■ Input data
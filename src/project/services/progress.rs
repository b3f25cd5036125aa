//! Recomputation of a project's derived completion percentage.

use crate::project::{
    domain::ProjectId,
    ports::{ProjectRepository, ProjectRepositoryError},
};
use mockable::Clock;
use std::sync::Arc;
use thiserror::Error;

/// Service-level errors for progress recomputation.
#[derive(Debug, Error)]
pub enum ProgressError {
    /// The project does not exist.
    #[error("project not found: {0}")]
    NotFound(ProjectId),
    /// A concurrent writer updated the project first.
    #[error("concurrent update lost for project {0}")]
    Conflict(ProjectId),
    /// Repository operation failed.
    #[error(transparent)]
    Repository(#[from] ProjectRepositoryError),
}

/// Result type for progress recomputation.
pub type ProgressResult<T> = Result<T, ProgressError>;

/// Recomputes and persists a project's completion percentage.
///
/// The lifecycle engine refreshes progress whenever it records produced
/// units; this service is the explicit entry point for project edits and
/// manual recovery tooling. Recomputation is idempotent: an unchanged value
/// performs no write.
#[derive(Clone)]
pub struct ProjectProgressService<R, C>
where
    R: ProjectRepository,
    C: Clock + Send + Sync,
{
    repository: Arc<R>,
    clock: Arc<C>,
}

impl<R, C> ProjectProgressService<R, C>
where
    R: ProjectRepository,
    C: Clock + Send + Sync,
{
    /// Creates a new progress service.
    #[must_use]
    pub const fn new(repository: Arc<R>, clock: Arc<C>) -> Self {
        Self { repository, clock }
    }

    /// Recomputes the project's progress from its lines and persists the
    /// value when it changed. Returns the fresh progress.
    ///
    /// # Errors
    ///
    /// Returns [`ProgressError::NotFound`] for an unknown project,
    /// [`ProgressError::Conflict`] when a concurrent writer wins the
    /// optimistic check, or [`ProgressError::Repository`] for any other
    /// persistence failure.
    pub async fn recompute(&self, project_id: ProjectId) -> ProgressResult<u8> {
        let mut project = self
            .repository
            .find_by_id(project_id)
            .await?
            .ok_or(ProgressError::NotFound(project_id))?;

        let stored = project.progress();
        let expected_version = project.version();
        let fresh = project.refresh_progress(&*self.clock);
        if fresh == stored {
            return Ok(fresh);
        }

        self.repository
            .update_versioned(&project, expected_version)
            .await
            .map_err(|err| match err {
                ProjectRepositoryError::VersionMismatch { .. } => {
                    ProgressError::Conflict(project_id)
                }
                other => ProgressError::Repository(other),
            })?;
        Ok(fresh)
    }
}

...

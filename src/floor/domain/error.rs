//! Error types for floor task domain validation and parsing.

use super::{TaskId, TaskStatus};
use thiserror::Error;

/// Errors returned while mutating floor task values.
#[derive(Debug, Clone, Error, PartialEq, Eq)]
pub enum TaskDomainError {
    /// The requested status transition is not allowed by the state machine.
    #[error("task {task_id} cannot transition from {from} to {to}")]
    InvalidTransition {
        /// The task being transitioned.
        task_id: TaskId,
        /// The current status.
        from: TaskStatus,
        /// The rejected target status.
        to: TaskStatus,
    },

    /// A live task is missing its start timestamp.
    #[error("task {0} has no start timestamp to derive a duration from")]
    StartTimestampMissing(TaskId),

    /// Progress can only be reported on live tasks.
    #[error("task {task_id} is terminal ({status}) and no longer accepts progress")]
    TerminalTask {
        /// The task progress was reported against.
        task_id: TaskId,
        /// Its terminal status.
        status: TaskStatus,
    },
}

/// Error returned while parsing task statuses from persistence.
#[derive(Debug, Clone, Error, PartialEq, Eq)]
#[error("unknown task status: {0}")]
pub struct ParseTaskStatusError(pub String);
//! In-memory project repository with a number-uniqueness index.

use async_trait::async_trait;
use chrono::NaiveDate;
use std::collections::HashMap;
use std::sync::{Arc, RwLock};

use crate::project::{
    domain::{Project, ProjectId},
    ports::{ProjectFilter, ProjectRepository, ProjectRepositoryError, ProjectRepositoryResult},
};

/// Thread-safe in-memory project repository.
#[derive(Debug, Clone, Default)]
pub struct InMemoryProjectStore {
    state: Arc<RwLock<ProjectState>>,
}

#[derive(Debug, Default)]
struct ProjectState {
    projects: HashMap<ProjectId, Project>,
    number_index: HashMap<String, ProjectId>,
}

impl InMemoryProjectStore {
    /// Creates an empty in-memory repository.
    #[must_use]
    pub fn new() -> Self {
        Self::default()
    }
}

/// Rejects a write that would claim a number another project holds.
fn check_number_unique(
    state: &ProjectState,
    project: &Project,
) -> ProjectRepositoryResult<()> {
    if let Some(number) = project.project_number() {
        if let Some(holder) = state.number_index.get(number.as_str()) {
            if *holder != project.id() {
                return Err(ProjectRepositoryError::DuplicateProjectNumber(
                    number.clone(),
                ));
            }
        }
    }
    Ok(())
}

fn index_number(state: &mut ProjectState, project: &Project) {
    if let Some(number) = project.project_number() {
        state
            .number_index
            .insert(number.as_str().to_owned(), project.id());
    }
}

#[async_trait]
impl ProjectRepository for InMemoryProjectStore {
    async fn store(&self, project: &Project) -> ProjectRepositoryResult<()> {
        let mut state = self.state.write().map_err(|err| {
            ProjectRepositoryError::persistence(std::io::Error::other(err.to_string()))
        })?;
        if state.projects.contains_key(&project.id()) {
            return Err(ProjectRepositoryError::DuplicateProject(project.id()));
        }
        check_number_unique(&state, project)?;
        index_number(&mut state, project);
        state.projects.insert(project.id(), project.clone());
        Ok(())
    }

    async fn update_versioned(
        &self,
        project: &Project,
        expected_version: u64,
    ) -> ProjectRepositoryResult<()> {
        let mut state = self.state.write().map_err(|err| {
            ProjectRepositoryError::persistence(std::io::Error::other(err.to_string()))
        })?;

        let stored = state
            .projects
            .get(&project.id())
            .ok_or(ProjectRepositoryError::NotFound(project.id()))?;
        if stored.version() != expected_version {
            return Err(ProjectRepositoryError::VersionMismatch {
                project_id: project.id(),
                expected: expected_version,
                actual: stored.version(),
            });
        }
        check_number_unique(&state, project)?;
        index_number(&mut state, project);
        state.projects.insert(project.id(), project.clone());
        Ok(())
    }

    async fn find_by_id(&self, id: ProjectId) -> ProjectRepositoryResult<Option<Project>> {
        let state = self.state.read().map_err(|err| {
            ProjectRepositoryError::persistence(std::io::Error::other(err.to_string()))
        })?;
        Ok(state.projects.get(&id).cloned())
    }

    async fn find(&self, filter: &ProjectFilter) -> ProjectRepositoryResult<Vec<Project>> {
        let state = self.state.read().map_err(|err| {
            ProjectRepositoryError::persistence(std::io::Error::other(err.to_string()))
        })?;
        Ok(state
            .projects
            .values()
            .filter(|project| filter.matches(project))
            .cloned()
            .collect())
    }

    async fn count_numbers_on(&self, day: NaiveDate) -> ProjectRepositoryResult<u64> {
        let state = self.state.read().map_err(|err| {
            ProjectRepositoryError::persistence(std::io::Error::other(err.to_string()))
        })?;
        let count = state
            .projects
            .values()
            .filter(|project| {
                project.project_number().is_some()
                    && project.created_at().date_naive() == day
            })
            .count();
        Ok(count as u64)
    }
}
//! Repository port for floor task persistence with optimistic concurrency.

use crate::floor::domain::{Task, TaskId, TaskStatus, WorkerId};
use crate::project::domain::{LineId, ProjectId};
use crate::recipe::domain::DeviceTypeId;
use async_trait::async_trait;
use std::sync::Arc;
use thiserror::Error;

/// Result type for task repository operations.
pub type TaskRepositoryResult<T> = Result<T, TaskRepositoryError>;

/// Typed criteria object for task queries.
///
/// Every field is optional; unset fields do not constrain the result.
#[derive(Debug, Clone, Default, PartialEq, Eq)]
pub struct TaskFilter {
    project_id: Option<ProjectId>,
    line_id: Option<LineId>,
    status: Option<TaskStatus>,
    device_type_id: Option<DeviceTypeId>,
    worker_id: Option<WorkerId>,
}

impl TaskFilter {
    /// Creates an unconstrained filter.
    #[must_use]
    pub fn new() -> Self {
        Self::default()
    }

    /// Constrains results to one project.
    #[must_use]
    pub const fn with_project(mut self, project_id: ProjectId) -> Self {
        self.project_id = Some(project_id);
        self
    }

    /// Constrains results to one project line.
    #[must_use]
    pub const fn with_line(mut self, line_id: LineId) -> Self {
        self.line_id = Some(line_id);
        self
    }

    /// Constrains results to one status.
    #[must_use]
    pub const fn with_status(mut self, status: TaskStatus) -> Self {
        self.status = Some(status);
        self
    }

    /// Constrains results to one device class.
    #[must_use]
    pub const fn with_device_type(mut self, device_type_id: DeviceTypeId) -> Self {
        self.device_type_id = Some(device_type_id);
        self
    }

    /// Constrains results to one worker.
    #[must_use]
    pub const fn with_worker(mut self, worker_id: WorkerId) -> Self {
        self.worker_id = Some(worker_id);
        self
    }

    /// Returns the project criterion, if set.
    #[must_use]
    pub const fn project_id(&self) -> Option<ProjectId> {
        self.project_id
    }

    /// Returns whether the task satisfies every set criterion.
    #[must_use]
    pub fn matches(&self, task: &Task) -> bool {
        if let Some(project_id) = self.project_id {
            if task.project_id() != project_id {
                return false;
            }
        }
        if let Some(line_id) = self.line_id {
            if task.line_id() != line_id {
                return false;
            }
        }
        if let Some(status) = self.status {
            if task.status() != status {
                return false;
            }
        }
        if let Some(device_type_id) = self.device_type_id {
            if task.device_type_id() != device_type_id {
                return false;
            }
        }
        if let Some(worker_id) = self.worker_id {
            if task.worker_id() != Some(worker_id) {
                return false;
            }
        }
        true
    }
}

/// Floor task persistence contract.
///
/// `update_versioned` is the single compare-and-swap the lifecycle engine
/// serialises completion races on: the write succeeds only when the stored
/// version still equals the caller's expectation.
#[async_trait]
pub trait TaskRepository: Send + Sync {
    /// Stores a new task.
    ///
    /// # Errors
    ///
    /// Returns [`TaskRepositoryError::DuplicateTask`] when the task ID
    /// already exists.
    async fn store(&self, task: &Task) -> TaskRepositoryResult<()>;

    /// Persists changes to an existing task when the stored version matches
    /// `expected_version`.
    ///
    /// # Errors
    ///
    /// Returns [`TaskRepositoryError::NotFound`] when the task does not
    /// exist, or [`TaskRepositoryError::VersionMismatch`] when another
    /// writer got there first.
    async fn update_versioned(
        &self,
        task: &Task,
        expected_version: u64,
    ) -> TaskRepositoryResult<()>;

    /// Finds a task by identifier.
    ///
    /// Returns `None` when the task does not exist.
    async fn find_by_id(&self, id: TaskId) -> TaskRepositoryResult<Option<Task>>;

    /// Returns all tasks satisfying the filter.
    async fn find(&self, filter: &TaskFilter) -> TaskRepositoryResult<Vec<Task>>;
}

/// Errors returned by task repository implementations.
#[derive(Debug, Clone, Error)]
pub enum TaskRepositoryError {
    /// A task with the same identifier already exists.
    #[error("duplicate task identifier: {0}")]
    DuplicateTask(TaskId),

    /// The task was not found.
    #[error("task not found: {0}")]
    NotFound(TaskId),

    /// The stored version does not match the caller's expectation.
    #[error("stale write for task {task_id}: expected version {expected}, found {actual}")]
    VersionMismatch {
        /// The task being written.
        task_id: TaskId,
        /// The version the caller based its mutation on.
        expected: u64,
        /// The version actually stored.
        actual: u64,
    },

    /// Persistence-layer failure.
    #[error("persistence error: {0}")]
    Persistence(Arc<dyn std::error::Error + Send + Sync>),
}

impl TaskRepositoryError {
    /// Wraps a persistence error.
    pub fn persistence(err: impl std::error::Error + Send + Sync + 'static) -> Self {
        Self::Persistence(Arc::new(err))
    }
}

■ Aim of the task
Please reproduce, exactly as they appear above, the lines from the line containing "#[error(transparent)]" up to and including the line containing "project edits and".

■ Response
    #[error(transparent)]
    Repository(#[from] ProjectRepositoryError),
}

/// Result type for progress recomputation.
pub type ProgressResult<T> = Result<T, ProgressError>;

/// Recomputes and persists a project's completion percentage.
///
/// The lifecycle engine refreshes progress whenever it records produced
/// units; this service is the explicit entry point for project edits and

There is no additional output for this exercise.